Greater trochanteric pain syndrome can remain incorrectly diagnosed for years, because it shares the same pattern of pain with many other musculoskeletal conditions. Thus people with this condition may be labeled malingerers, or may undergo many ineffective treatments due to misdiagnosis. It may also coexist with low back pain, arthritis, and obesity.

== Signs and symptoms ==
The primary symptom is hip pain, especially hip pain on the outer (lateral) side of the joint. This pain may appear when the affected person is walking or lying down on that side.

==Diagnosis==

A doctor may begin the diagnosis by asking the patient to stand on one leg and then the other, while observing the effect on the position of the hips. Palpating the hip and leg may reveal the location of the pain, and range-of-motion tests can help to identify its source.

X-rays, ultrasound and magnetic resonance imaging may reveal tears or swelling. But often these imaging tests do GTPS.

==Prevention==

Because wear on the hip joint traces to the structures that support it (the posture of the legs, and ultimately, the feet), proper fitting shoes with adequate support are important to preventing GTPS. For someone who has flat feet, wearing proper orthotic inserts and replacing them as often as recommended are also important preventive measures.

Strength in the core and legs is also important to posture, so physical training also helps to prevent GTPS. But it is equally important to avoid exercises that damage the hip.

==Treatment==
Conservative treatments have a 90% success rate and can include any or a combination of the following: pain relief medication, NSAIDs, physiotherapy, shockwave therapy (SWT) and corticosteroid injection. Surgery is usually for cases that are non-respondent to conservative treatments and is often a combination of bursectomy, iliotibial band (ITB) release, trochanteric reduction osteotomy or gluteal tendon repair. A 2011 review found that traditional nonoperative treatment helped most patients, low-energy SWT was a good alternative, and surgery was effective in refractory cases and superior to corticosteroid therapy and physical therapy. There are numerous case reports in which surgery has relieved GTPS, but its effectiveness is not documented in clinical trials as of 2009.

The primary treatment is rest. This does not mean bed rest or immobilizing the area but avoiding actions which result in aggravation of the pain. Icing the joint may help. A non-steroidal anti-inflammatory drug may relieve pain and reduce the inflammation. If these are ineffective, the definitive treatment is steroid injection into the inflamed area.

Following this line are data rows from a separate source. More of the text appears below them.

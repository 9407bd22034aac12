//! Configuration file discovery and loading.

use crate::config::schema::TrailheadConfig;
use crate::config::validator::validate;
use crate::error::{Result, TrailheadError};
use std::fs;
use std::path::{Path, PathBuf};

/// File names checked in the project root, in order.
pub const CONFIG_FILE_NAMES: &[&str] = &[".trailhead.yml", ".trailhead.yaml"];

/// Find the project config file, if any.
pub fn find_config_file(project_root: &Path) -> Option<PathBuf> {
    CONFIG_FILE_NAMES
        .iter()
        .map(|name| project_root.join(name))
        .find(|path| path.is_file())
}

/// Load a single config file and parse it into [`TrailheadConfig`].
///
/// # Errors
///
/// Returns `ConfigNotFound` if the file doesn't exist.
/// Returns `ConfigParseError` if the YAML is invalid.
pub fn load_config_file(path: &Path) -> Result<TrailheadConfig> {
    let content = fs::read_to_string(path).map_err(|e| {
        if e.kind() == std::io::ErrorKind::NotFound {
            TrailheadError::ConfigNotFound {
                path: path.to_path_buf(),
            }
        } else {
            TrailheadError::Io(e)
        }
    })?;

    parse_config(&content, path)
}

/// Parse YAML content into [`TrailheadConfig`].
///
/// An empty document is treated as an empty mapping, so every field takes
/// its default.
pub fn parse_config(content: &str, source_path: &Path) -> Result<TrailheadConfig> {
    if content.trim().is_empty() {
        return Ok(TrailheadConfig::default());
    }

    serde_yaml::from_str(content).map_err(|e| TrailheadError::ConfigParseError {
        path: source_path.to_path_buf(),
        message: e.to_string(),
    })
}

/// Load and validate the configuration for a project.
///
/// If `config_override` is provided, that file must exist. Otherwise the
/// project root is searched and the defaults are used when nothing is found.
pub fn load_config(project_root: &Path, config_override: Option<&Path>) -> Result<TrailheadConfig> {
    let config = match config_override {
        Some(path) => {
            tracing::debug!("Loading config from {}", path.display());
            load_config_file(path)?
        }
        None => match find_config_file(project_root) {
            Some(path) => {
                tracing::debug!("Loading config from {}", path.display());
                load_config_file(&path)?
            }
            None => {
                tracing::debug!("No config file in {}, using defaults", project_root.display());
                TrailheadConfig::default()
            }
        },
    };

    validate(&config)?;
    Ok(config)
}

#[cfg(test)]
mod tests {
    use super::*;
    use std::fs;
    use tempfile::TempDir;

    #[test]
    fn find_config_prefers_yml() {
        let temp = TempDir::new().unwrap();
        fs::write(temp.path().join(".trailhead.yml"), "").unwrap();
        fs::write(temp.path().join(".trailhead.yaml"), "").unwrap();

        let found = find_config_file(temp.path()).unwrap();
        assert!(found.ends_with(".trailhead.yml"));
    }

    #[test]
    fn find_config_accepts_yaml_extension() {
        let temp = TempDir::new().unwrap();
        fs::write(temp.path().join(".trailhead.yaml"), "").unwrap();

        let found = find_config_file(temp.path()).unwrap();
        assert!(found.ends_with(".trailhead.yaml"));
    }

    #[test]
    fn missing_config_uses_defaults() {
        let temp = TempDir::new().unwrap();
        let config = load_config(temp.path(), None).unwrap();
        assert_eq!(config, TrailheadConfig::default());
    }

    #[test]
    fn empty_config_file_uses_defaults() {
        let temp = TempDir::new().unwrap();
        fs::write(temp.path().join(".trailhead.yml"), "\n").unwrap();

        let config = load_config(temp.path(), None).unwrap();
        assert_eq!(config, TrailheadConfig::default());
    }

    #[test]
    fn discovered_config_is_applied() {
        let temp = TempDir::new().unwrap();
        fs::write(temp.path().join(".trailhead.yml"), "build_dir: out\n").unwrap();

        let config = load_config(temp.path(), None).unwrap();
        assert_eq!(config.build_dir, PathBuf::from("out"));
    }

    #[test]
    fn explicit_missing_config_is_an_error() {
        let temp = TempDir::new().unwrap();
        let path = temp.path().join("nope.yml");

        let result = load_config(temp.path(), Some(&path));

        assert!(matches!(result, Err(TrailheadError::ConfigNotFound { .. })));
    }

    #[test]
    fn invalid_yaml_reports_path() {
        let temp = TempDir::new().unwrap();
        let path = temp.path().join(".trailhead.yml");
        fs::write(&path, "build_dir: [unclosed").unwrap();

        let err = load_config(temp.path(), None).unwrap_err();

        assert!(matches!(err, TrailheadError::ConfigParseError { .. }));
        assert!(err.to_string().contains(".trailhead.yml"));
    }

    #[test]
    fn invalid_values_fail_validation() {
        let temp = TempDir::new().unwrap();
        fs::write(temp.path().join(".trailhead.yml"), "package_managers: []\n").unwrap();

        let result = load_config(temp.path(), None);

        assert!(matches!(
            result,
            Err(TrailheadError::ConfigValidationError { .. })
        ));
    }
}
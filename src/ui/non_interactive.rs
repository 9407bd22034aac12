//! Plain-text UI for CI and piped output.

use super::theme::TrailheadTheme;
use super::{OutputMode, SpinnerHandle, UserInterface};

/// UI implementation for non-interactive mode.
///
/// No spinners and no colors. Warnings and errors go to stderr so they
/// stand out in CI logs; everything else goes to stdout.
pub struct NonInteractiveUI {
    mode: OutputMode,
}

impl NonInteractiveUI {
    /// Create a new non-interactive UI.
    pub fn new(mode: OutputMode) -> Self {
        Self { mode }
    }
}

impl UserInterface for NonInteractiveUI {
    fn output_mode(&self) -> OutputMode {
        self.mode
    }

    fn message(&mut self, msg: &str) {
        if self.mode.shows_status() {
            println!("{}", msg);
        }
    }

    fn output(&mut self, text: &str) {
        println!("{}", text);
    }

    fn success(&mut self, msg: &str) {
        if self.mode.shows_status() {
            println!("✓ {}", msg);
        }
    }

    fn warning(&mut self, msg: &str) {
        if self.mode.shows_warnings() {
            eprintln!("⚠ {}", msg);
        }
    }

    fn error(&mut self, msg: &str) {
        eprintln!("✗ {}", msg);
    }

    fn skipped(&mut self, msg: &str) {
        if self.mode.shows_status() {
            println!("○ {}", msg);
        }
    }

    fn start_spinner(&mut self, message: &str) -> Box<dyn SpinnerHandle> {
        if self.mode.shows_spinners() {
            println!("  {}", message);
        }
        Box::new(NoopSpinner { mode: self.mode })
    }

    fn show_header(&mut self, title: &str) {
        if self.mode.shows_status() {
            println!("\n{}\n", title);
        }
    }

    fn show_step(&mut self, current: usize, total: usize, title: &str) {
        if self.mode.shows_status() {
            println!("\n[{}/{}] {}", current, total, title);
        }
    }

    fn show_next_steps(&mut self, title: &str, steps: &[String]) {
        println!("\n✓ {}", title);
        if steps.is_empty() {
            return;
        }
        println!("\nNext steps:");
        for (i, step) in steps.iter().enumerate() {
            println!("  {}. {}", i + 1, step);
        }
    }
}

/// Spinner stand-in that prints the final status line only.
struct NoopSpinner {
    mode: OutputMode,
}

impl SpinnerHandle for NoopSpinner {
    fn finish_success(&mut self, msg: &str) {
        if self.mode.shows_status() {
            println!("{}", TrailheadTheme::plain().format_success(msg));
        }
    }

    fn clear(&mut self) {}

    fn finish_skipped(&mut self, msg: &str) {
        if self.mode.shows_status() {
            println!("{}", TrailheadTheme::plain().format_skipped(msg));
        }
    }
}

#[cfg(test)]
mod tests {
    use super::*;

    #[test]
    fn keeps_output_mode() {
        let ui = NonInteractiveUI::new(OutputMode::Verbose);
        assert_eq!(ui.output_mode(), OutputMode::Verbose);
    }

    #[test]
    fn spinner_finishes_without_panicking() {
        let mut ui = NonInteractiveUI::new(OutputMode::Quiet);
        let mut spinner = ui.start_spinner("Probing");
        spinner.finish_success("done");

        let mut spinner = ui.start_spinner("Looking for Chrome");
        spinner.clear();
    }
}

Physical therapy to strengthen the hip muscles and stretch the iliotibial band can relieve tension in the hip and reduce friction. The use of point ultrasound may be helpful, and is undergoing clinical trials.

In extreme cases, where the pain does not improve after physical therapy, cortisone shots, and anti-inflammatory medication, the inflamed bursa can be removed surgically. The procedure is known as a bursectomy. Tears in the muscles may also be repaired, and loose material from arthritic degeneration of the hip removed. At the time of bursal surgery, a very close examination of the gluteal tendons will reveal sometimes subtle and sometimes very obvious degeneration and detachment of the gluteal tendons. If this detachment is not repaired, removal of the bursa alone will make little or no difference to the symptoms.

The bursa is not required, so the main potential complication is potential reaction to anaesthetic. The surgery can be performed arthroscopically and, consequently, on an outpatient basis. Patients often have to use crutches for a few days following surgery up to a few weeks for more involved procedures.